From the records below, copy out exactly the lines from the one containing "let mut settings = Settings::default();" to the one containing "let file_cfg: FileSettings", both included. Add nothing else.

(Stored data entries)
· · · · · · ·

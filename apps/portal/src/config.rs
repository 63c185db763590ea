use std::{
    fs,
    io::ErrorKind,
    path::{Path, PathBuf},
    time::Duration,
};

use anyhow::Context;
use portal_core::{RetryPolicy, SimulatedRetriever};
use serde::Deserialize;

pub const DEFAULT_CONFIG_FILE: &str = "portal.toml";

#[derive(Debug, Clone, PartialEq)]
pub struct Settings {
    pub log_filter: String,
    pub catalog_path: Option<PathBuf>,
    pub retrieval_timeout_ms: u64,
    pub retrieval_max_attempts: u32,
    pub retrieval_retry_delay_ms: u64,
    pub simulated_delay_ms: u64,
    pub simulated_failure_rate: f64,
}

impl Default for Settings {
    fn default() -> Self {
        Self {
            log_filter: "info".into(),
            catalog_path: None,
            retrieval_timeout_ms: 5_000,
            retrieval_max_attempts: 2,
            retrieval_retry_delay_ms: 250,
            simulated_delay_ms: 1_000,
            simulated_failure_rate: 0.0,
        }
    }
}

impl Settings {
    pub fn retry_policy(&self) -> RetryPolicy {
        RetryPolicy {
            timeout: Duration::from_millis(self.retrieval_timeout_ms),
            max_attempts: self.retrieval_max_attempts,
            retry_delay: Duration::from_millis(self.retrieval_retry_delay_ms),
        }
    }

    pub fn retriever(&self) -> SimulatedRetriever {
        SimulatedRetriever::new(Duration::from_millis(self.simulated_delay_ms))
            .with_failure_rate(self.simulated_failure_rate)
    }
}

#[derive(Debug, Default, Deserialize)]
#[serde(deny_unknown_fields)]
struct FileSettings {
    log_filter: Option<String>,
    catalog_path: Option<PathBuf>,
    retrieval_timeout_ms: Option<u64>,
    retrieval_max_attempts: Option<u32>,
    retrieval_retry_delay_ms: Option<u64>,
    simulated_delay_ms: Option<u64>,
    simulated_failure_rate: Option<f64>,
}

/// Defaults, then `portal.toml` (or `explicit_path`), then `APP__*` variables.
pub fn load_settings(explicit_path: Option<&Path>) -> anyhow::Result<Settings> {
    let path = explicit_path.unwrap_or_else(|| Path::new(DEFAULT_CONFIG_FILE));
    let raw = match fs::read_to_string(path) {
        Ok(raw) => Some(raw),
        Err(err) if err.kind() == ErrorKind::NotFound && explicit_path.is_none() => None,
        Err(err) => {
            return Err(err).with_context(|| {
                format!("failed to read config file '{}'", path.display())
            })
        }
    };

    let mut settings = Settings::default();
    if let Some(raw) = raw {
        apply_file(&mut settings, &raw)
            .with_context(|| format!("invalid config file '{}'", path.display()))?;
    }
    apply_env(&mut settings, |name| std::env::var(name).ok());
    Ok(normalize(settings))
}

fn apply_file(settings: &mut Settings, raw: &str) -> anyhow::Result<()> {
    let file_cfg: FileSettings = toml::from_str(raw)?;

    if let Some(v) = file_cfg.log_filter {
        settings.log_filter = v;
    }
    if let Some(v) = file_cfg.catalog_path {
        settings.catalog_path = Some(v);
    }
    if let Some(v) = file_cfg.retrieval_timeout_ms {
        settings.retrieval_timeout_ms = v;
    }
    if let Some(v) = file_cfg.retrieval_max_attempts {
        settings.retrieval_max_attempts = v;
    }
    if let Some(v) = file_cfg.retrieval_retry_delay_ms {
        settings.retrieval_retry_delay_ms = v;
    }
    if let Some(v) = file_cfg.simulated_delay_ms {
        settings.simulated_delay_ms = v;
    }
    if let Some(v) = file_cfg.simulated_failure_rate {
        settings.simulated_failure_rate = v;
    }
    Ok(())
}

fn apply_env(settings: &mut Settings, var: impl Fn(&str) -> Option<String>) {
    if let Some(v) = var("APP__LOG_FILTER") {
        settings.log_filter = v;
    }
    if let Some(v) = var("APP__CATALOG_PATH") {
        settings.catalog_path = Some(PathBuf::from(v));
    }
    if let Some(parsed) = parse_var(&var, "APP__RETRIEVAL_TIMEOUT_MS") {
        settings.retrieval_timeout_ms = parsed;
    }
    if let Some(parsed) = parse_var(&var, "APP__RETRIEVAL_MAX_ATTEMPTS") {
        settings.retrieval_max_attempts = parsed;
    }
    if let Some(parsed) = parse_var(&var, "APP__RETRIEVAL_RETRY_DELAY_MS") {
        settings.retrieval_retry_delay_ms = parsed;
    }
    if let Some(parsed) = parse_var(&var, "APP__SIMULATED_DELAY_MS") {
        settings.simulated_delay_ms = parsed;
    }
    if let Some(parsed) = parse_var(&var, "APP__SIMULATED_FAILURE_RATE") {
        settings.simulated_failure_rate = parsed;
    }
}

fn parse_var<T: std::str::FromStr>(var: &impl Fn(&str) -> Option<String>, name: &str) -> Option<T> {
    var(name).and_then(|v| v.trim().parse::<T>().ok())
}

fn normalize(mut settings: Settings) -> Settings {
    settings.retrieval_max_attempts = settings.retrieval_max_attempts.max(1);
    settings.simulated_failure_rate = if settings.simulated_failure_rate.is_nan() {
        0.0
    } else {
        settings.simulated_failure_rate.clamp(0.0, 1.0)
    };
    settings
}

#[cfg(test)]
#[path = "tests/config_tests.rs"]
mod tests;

· · · · · · ·

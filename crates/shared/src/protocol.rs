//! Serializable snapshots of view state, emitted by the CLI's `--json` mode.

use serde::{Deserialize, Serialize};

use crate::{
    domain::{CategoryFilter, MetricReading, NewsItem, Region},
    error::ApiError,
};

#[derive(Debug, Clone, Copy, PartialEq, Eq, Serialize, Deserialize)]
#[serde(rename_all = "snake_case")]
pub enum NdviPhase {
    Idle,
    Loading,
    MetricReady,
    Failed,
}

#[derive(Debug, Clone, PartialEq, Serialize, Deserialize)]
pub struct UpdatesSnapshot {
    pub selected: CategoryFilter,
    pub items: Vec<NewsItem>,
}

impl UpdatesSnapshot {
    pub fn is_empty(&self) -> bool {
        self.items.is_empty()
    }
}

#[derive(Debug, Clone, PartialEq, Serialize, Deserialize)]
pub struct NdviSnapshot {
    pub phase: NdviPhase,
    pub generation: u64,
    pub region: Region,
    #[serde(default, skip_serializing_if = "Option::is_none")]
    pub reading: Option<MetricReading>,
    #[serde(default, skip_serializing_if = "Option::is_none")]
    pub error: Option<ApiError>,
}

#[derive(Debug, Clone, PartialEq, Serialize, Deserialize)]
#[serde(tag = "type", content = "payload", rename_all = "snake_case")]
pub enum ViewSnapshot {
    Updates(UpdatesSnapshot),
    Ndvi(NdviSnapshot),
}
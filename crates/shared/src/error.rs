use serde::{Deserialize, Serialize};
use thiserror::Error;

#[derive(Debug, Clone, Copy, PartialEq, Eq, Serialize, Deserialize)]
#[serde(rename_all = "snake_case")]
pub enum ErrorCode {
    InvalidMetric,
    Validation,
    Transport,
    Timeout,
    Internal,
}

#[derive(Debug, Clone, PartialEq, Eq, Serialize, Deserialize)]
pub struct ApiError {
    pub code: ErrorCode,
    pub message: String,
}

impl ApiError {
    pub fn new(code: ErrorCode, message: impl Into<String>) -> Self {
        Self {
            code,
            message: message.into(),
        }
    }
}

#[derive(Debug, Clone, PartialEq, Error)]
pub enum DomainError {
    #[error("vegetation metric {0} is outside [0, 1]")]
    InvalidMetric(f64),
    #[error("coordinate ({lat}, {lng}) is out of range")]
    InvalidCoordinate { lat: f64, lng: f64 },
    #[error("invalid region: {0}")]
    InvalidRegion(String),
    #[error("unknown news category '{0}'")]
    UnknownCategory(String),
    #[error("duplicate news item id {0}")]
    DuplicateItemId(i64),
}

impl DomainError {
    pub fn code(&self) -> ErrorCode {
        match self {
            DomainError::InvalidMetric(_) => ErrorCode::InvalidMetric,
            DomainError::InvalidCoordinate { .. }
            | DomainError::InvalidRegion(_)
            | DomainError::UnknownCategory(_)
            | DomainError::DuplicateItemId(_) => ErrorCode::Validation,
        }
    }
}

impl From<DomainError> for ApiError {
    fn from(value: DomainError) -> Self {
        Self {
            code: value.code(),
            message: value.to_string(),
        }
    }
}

· · · · · · ·

• Response to this task
    let mut settings = Settings::default();
    if let Some(raw) = raw {
        apply_file(&mut settings, &raw)
            .with_context(|| format!("invalid config file '{}'", path.display()))?;
    }
    apply_env(&mut settings, |name| std::env::var(name).ok());
    Ok(normalize(settings))
}

fn apply_file(settings: &mut Settings, raw: &str) -> anyhow::Result<()> {
    let file_cfg: FileSettings = toml::from_str(raw)?;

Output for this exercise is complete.